El idealismo alemán intenta superar la limitación fini­ta del pensar en Kant. Especialmente Schelling y Hegel insisten en la infinitud constitutiva del espíritu, el cual trasciende la subjetividad fi­nita.

Pero el concepto de espíritu ilimitado se dibuja ya desde los principios de la filosofía griega, tomando forma en la doctrina de Anaxágoras sobre el nous (que tiene su an­tecedente en el Logos de Heráclito): éste es mente moto­ra del torbellino cósmico; impulsa y dirige. Anaxágoras afirma que el nous es lo más ligero que existe, lo más puro; tiene conocimiento de todo, posee la mayor fuer­za, domina todas las cosas que tienen alma y la revolu­ción del mundo que en él tuvo origen (Diels, B 12). Sólo el nous es infinito y autocrático; no está mezclado con cosa alguna, sino que existe por sí mismo.

El tema de la infinitud pura del espíritu resonaría en la filo­sofía medieval, a partir de un oscuro texto de Aristóte­les en el libro De Anima (III.4,429a-430a). Habla allí de un entendimiento pasivo y de un entendimiento agente, activo. El pasivo, el propiamente humano, es receptáculo potencial de las ideas, no tiene mezcla ni está mezclado al cuerpo, es corruptible y mortal; el agente es de carácter superior y su función es producir los inteligibles, suministrando así el material cognoscitivo al entendimiento pasivo. Este en­tendimiento agente es acto por esencia, eterno, inmortal y sin mezcla alguna. Esta teoría fue recogida especialmen­te en la filosofía árabe: Alfarabi y Avicena identifi­can el entendimiento agente con el alma de la esfera lunar: de ella fluyen las especies inteligibles que informan los entendimientos pasivos, los cuales son particulares y propios de cada hombre. El activo, en cambio, es único y común para todos, siempre en acto e inmortal.

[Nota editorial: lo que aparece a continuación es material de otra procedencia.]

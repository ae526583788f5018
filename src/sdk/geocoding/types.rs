use serde::Deserialize;

// --- Wire format of the Nominatim /search endpoint (format=jsonv2) ---
// Coordinates arrive as decimal strings, not numbers.

#[derive(Debug, Deserialize)]
pub struct SearchResult {
    pub lat: String,
    pub lon: String,
    #[serde(default)]
    pub address: AddressDetails,
}

#[derive(Debug, Default, Deserialize)]
pub struct AddressDetails {
    pub city: Option<String>,
    pub village: Option<String>,
    pub state: Option<String>,
    pub country: Option<String>,
}

#[cfg(test)]
mod tests {
    use super::*;

    #[test]
    fn parses_search_result_with_address_details() {
        let body = r#"
        [
            {
                "place_id": 90624832,
                "licence": "Data © OpenStreetMap contributors, ODbL 1.0.",
                "lat": "41.8933203",
                "lon": "12.4829321",
                "name": "Roma",
                "display_name": "Roma, Lazio, Italia",
                "address": {
                    "city": "Roma",
                    "state": "Lazio",
                    "country": "Italia",
                    "country_code": "it"
                }
            }
        ]"#;

        let results: Vec<SearchResult> = serde_json::from_str(body).unwrap();
        assert_eq!(results.len(), 1);
        let first = &results[0];
        assert_eq!(first.lat, "41.8933203");
        assert_eq!(first.address.city.as_deref(), Some("Roma"));
        assert_eq!(first.address.village, None);
        assert_eq!(first.address.state.as_deref(), Some("Lazio"));
    }

    #[test]
    fn missing_address_object_defaults_to_empty_details() {
        let body = r#"[{"lat": "45.0", "lon": "7.0"}]"#;

        let results: Vec<SearchResult> = serde_json::from_str(body).unwrap();
        assert!(results[0].address.city.is_none());
        assert!(results[0].address.country.is_none());
    }

    #[test]
    fn empty_result_array_is_valid() {
        let results: Vec<SearchResult> = serde_json::from_str("[]").unwrap();
        assert!(results.is_empty());
    }
}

El argumento general en el que se puede apoyar la afir­mación de un entendimiento o de un espíritu activo por encima de las conciencias individuales es que la verdad es esencialmente impersonal, o mejor suprapersonal, siendo como es universal y absoluta. Lo absoluto sólo es auténtico cuando no es in­dividual, sino impersonal. Pero si la verdad introduce en­tre los diversos espíritus la unidad de espíritu, tiene como fia­dor la idea de espíritu .Para justificar lo absoluto de nuestros pensamientos, estamos constreñidos a apoyarlos en un pensamiento o espíritu impersonal. El espíritu no sería mi concien­cia, ni las conciencias, sino el acto extraconsciente que funda toda conciencia. Ese espíritu universal, por ser uno, es inmanente a nosotros, puesto que nos fundamenta. Pero es también trascendente: como ideal de verdad imperso­nal que se ha de realizar. En este punto coincide también el idealismo moderno.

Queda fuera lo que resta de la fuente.